Dataset extract:
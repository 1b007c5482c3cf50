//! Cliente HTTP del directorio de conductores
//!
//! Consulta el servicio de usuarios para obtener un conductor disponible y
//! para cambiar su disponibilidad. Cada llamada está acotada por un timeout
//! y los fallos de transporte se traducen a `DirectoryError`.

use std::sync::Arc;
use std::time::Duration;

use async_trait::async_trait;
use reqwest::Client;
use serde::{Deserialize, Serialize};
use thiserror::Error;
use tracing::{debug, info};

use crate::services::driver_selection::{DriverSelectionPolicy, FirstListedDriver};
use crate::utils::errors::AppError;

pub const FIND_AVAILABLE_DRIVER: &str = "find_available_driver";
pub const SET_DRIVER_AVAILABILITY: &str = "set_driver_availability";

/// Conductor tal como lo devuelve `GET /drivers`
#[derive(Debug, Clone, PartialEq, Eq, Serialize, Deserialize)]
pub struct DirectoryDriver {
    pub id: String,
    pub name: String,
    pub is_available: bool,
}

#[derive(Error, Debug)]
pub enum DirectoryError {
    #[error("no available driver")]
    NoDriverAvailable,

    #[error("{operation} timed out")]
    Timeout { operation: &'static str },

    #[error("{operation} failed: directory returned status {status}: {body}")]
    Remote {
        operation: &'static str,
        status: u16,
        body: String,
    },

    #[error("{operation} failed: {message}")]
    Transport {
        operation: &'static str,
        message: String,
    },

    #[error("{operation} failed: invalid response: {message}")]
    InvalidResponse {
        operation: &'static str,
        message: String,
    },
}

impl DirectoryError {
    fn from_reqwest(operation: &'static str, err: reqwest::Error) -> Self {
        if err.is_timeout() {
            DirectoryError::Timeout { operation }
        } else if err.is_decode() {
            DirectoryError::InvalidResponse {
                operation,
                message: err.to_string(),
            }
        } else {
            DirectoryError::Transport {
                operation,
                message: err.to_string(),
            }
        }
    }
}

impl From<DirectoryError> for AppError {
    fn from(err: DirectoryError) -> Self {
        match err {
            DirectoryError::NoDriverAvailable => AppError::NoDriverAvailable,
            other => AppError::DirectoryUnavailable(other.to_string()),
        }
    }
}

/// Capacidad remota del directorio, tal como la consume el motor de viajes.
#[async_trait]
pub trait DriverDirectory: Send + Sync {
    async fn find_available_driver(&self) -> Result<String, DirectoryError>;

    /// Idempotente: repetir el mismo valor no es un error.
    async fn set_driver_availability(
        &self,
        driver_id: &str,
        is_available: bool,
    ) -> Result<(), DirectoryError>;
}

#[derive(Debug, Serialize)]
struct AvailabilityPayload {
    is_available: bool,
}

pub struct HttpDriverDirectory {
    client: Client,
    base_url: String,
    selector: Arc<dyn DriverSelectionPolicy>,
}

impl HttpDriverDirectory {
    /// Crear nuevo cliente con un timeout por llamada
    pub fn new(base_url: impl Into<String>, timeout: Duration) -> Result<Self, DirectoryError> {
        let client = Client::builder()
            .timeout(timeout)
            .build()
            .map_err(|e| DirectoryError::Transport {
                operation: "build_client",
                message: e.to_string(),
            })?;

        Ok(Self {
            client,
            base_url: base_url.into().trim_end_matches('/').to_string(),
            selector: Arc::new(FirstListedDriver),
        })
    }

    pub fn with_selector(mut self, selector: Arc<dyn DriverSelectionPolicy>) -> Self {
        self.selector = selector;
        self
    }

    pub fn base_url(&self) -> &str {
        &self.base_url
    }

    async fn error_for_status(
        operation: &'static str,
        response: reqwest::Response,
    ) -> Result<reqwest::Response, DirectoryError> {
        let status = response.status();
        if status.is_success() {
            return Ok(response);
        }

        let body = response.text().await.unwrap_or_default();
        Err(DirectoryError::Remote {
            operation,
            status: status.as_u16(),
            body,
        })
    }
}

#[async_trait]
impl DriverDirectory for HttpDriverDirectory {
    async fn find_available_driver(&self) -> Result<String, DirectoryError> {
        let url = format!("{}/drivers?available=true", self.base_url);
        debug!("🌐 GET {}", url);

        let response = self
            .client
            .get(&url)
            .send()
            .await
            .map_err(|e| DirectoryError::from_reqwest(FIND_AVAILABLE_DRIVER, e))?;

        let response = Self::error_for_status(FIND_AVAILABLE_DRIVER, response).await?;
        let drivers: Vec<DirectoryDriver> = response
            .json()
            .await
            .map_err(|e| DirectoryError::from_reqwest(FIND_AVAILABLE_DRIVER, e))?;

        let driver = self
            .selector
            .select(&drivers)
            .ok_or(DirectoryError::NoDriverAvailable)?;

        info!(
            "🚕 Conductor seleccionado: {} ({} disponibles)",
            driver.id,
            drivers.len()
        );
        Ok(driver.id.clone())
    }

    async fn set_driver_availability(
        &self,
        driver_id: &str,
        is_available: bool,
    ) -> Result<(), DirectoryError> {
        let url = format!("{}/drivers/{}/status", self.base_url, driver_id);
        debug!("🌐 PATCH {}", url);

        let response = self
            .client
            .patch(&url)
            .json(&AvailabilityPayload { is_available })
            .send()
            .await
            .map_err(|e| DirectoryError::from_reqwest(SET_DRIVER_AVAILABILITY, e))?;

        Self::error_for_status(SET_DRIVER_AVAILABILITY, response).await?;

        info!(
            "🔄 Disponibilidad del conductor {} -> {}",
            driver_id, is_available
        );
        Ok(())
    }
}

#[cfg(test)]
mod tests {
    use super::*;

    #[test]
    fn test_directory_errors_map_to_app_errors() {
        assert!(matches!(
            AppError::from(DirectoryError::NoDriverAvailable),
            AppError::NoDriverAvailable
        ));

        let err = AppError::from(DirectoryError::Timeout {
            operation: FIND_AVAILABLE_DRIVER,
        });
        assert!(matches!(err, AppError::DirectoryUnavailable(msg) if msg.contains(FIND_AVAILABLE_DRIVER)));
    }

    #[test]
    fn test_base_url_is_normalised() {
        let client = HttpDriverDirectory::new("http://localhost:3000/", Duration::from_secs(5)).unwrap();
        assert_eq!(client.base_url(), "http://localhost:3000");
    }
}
==
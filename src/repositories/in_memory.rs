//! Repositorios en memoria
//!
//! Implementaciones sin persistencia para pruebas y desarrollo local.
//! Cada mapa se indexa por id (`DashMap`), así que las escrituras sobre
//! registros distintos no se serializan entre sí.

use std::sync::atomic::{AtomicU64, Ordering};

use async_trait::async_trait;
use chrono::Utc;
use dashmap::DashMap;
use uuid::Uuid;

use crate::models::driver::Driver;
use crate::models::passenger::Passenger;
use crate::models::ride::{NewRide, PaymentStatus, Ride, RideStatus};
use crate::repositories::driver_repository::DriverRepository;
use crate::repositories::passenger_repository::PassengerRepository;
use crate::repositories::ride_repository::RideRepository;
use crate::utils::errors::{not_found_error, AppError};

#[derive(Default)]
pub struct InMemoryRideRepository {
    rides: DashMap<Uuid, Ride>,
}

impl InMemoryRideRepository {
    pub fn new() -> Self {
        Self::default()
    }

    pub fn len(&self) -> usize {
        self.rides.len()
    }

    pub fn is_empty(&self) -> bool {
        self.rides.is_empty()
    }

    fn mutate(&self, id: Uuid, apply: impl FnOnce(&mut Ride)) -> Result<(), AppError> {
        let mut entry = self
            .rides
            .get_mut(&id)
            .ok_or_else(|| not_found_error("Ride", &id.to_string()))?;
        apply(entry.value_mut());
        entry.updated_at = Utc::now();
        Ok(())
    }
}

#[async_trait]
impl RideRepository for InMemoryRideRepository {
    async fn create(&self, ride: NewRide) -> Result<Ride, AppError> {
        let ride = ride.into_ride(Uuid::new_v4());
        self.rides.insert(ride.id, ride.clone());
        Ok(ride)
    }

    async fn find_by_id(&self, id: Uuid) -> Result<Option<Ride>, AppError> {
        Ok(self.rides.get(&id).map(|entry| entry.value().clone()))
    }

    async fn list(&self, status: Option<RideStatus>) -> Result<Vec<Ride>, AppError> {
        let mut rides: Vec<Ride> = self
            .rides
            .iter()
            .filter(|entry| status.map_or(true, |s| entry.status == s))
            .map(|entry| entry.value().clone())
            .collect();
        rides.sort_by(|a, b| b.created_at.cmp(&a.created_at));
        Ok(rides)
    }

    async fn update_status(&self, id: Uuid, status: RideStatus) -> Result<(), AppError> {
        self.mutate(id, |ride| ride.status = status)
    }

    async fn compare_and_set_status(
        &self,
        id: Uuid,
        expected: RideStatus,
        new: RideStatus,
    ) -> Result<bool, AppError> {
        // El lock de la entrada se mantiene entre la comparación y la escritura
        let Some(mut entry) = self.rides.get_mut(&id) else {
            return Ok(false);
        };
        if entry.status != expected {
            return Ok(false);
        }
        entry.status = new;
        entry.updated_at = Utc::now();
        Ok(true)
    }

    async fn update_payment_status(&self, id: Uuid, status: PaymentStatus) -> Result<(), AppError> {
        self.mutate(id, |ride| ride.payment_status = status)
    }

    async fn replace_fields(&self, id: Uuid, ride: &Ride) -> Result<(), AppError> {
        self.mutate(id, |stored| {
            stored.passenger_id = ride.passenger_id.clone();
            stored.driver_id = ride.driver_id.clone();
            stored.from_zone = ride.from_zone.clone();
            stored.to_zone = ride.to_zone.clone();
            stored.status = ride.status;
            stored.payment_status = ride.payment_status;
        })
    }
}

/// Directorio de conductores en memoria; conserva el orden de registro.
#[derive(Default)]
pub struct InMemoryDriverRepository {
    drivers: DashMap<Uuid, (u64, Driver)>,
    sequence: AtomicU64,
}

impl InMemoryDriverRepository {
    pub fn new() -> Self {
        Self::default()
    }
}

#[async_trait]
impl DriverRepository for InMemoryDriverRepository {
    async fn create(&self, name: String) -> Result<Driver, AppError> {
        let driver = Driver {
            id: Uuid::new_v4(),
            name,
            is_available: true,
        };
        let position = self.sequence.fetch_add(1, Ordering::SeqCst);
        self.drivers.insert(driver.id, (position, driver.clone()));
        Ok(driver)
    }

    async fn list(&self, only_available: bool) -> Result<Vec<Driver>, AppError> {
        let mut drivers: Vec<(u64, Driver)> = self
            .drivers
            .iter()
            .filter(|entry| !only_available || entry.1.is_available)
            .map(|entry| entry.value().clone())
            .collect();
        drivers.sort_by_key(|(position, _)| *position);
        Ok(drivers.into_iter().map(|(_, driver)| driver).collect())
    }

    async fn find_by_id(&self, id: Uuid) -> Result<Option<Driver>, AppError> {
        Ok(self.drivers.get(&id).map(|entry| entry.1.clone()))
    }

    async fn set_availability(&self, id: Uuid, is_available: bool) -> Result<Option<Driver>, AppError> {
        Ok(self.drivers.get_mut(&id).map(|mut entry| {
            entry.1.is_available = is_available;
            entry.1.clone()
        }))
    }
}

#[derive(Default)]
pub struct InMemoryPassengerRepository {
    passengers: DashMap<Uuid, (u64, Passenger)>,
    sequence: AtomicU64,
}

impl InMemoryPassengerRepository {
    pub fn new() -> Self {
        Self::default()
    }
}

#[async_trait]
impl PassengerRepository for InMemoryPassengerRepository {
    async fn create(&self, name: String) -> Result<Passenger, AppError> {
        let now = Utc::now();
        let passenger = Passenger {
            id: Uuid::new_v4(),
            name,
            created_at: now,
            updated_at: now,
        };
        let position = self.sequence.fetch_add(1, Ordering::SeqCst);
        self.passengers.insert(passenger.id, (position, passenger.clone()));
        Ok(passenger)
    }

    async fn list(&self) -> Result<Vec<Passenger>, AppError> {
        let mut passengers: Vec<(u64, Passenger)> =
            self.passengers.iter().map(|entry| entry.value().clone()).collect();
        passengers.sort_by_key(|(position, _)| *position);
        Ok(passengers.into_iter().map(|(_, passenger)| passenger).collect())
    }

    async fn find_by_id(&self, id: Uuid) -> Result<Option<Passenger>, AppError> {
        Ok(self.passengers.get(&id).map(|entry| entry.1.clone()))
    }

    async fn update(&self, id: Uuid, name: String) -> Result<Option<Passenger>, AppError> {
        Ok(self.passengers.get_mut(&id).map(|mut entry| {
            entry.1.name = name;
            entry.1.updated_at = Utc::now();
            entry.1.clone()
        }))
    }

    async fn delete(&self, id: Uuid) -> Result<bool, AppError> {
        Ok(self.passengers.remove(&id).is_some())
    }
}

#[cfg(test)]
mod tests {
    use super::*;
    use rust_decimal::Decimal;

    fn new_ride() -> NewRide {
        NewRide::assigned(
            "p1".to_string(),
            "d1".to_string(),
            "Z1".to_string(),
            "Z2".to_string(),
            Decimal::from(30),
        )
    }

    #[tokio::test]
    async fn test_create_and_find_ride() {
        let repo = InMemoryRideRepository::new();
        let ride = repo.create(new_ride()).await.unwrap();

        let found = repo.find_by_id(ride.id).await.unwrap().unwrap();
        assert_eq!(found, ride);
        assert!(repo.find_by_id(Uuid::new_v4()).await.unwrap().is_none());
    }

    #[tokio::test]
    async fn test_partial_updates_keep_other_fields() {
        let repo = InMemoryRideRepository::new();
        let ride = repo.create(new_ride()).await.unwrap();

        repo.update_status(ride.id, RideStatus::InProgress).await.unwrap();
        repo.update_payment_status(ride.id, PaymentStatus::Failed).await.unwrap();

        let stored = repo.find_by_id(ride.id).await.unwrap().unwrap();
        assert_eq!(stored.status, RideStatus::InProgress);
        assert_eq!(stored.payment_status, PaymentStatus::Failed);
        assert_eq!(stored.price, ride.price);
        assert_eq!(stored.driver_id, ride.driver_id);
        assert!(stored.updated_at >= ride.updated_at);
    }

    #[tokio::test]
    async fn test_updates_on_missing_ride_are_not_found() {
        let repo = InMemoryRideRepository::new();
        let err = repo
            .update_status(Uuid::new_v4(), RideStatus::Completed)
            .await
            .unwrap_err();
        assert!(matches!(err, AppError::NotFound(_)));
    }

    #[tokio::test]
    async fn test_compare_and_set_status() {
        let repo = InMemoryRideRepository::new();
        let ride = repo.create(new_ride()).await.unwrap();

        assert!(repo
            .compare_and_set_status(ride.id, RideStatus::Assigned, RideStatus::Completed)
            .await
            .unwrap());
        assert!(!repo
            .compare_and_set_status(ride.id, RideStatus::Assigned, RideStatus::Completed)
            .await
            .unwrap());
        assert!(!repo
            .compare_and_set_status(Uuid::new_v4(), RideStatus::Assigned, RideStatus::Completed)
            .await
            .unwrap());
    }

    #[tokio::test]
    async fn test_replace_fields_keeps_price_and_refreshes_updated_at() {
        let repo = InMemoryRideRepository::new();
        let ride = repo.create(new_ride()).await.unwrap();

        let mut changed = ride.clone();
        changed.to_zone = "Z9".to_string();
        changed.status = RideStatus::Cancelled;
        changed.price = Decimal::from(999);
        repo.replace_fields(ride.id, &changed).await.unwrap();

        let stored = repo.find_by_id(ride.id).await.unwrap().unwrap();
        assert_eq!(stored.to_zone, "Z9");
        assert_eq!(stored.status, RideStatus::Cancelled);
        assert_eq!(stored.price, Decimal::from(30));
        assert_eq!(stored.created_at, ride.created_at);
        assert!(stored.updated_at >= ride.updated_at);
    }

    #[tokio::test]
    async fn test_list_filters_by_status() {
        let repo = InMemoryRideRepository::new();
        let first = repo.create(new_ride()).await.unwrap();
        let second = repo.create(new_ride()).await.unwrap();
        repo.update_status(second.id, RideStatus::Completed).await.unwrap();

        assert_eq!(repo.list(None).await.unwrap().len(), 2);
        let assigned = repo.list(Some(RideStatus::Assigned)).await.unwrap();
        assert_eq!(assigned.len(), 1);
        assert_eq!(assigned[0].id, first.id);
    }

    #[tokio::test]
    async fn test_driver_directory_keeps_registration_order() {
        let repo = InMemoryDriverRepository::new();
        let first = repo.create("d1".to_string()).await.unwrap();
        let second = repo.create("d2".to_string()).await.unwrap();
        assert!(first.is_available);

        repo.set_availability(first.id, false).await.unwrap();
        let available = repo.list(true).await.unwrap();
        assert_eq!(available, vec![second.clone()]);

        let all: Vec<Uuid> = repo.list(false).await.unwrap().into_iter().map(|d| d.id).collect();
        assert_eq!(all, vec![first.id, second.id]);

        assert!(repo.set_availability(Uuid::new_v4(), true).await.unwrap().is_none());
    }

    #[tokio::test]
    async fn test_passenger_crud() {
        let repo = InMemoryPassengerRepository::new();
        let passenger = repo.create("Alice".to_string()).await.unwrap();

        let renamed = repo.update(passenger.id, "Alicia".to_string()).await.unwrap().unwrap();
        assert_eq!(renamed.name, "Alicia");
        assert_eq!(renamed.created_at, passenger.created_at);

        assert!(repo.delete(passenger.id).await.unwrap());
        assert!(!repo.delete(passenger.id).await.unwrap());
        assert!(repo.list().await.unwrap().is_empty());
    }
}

Prompt: Go over the records above and tally each line that includes "Decimal". Give the total by itself.

Solution to the exercise: 4